Future Opportunities
Evidence for the importance of continued work relating to psychosocial concerns of survivors of pediatric malignancy comes from the findings of two recent reports. First, the "National Action Plan for Childhood Cancer" (Arceci et al., 2002
) recommends increased and improved screening, education, and treatment for children and adolescents who are at risk for late effects. One of the research priorities frequently cited by this groupone comprising over 30 medical, psychosocial, patient, and parent organizationswas additional psychosocial and quality-of-life research with pediatric cancer survivors to provide research-based evidence for the establishment of a national standard for care of survivors that takes into account physical, neurocognitive, and psychosocial functioning. Second, the recent Institute of Medicine report (August 2003) "Childhood Cancer Survivorship: Improving Care and Quality of Life" specifically mentions the "paucity of studies of survivors and their families regarding the psychosocial burden and economic costs associated with late effects." Among the general recommendations made by the authors of this report are
- to develop evidence-based clinical practice guidelines for care of survivors;
- to define a minimum set of standards for comprehensive, multidisciplinary care;
- to improve awareness of late effects among children and their families;
- to improve education and training of professionals who work with long-term survivors; and
- to increase support for research in survivorship.
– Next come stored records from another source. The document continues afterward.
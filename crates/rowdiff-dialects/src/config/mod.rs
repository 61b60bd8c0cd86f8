//! Connection parameter types.
//!
//! A [`ConnectionInfo`] is the decomposed form of a connection URI:
//!
//! ```text
//! <engine>://[user[:password]]@host[:port]/database[?key=value&...]
//! ```
//!
//! URI parsing itself happens upstream (CLI/config loading); this layer only
//! consumes the parsed parameters. The struct is immutable once constructed
//! and is owned by the [`Database`](crate::drivers::Database) for its
//! lifetime.

use std::collections::BTreeMap;

use serde::{Deserialize, Serialize};

/// Parsed connection parameters for one logical database.
///
/// `port` is optional; each backend supplies its own default when unset.
/// `extras` holds free-form `?key=value` options from the URI and is passed
/// through to the native driver verbatim (this is also how driver-level
/// settings such as query timeouts reach the vendor client).
#[derive(Debug, Clone, PartialEq, Eq, Serialize, Deserialize)]
pub struct ConnectionInfo {
    /// Database host.
    pub host: String,

    /// Database port. Backend default applies when `None`.
    #[serde(default)]
    pub port: Option<u16>,

    /// Database (or default schema) name.
    pub database: String,

    /// Username.
    #[serde(default)]
    pub user: String,

    /// Password.
    #[serde(default)]
    pub password: String,

    /// Free-form driver options, preserved in sorted order.
    #[serde(default)]
    pub extras: BTreeMap<String, String>,
}

impl ConnectionInfo {
    /// Create connection info for `host`/`database` with everything else
    /// unset.
    pub fn new(host: impl Into<String>, database: impl Into<String>) -> Self {
        Self {
            host: host.into(),
            port: None,
            database: database.into(),
            user: String::new(),
            password: String::new(),
            extras: BTreeMap::new(),
        }
    }

    /// Set the port.
    pub fn with_port(mut self, port: u16) -> Self {
        self.port = Some(port);
        self
    }

    /// Set the credentials.
    pub fn with_credentials(
        mut self,
        user: impl Into<String>,
        password: impl Into<String>,
    ) -> Self {
        self.user = user.into();
        self.password = password.into();
        self
    }

    /// Add a free-form driver option.
    pub fn with_extra(mut self, key: impl Into<String>, value: impl Into<String>) -> Self {
        self.extras.insert(key.into(), value.into());
        self
    }
}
The latter report stresses that only with large cohorts of survivors can the full extent of late effects be understood. Such research could measure prevalence of late effects, identify etiology of late effects, and evaluate effectiveness of interventions to ameliorate late effects. It will be essential to include psychosocial research in the assessment of late effects and in the studies documenting the efficacy of interventions to improve quality of life. Looking at the functioning of the pediatric cancer survivor in schools and jobs, in their roles as spouses and parents, and as utilizers of health care resources will help to develop a well-rounded picture of the benefits and costs of success in the medical treatment of children with cancer.
The pediatric cancer survivor is a vivid and important illustration of the power of medicine to conquer cancer. Psychosocial studies can enlarge our image of the ways in which the costs of that success are absorbed into the daily lives of those who survive. They can also help illustrate the ways in which our understanding of those costs can be used to develop interventions that reduce adverse treatment effects, minimize distress, and encourage positive outcomes for survivors of pediatric cancers.
A further encouraging step for psychosocial research in pediatric oncology is the designation of cancer survivorship as an "extraordinary opportunity for investment" in the 2004 budget requests from the National Cancer Institute. The request for $46 million dollars aims to support research that would accelerate the pace of intervention research, aid in measurement development, enhance the capacity for the institute to follow and track long-term survivors, and improve understanding of psychological and social mechanisms that affect a patients response to disease, treatment, and recovery. The National Cancer Institute is the home of the Office of Cancer Survivorship, which was created in 1996 to further the needs of pediatric and adult cancer survivors. Since its inception, the office has provided ongoing research funding as well as offered several requests for application on topics of particular interest to survivors.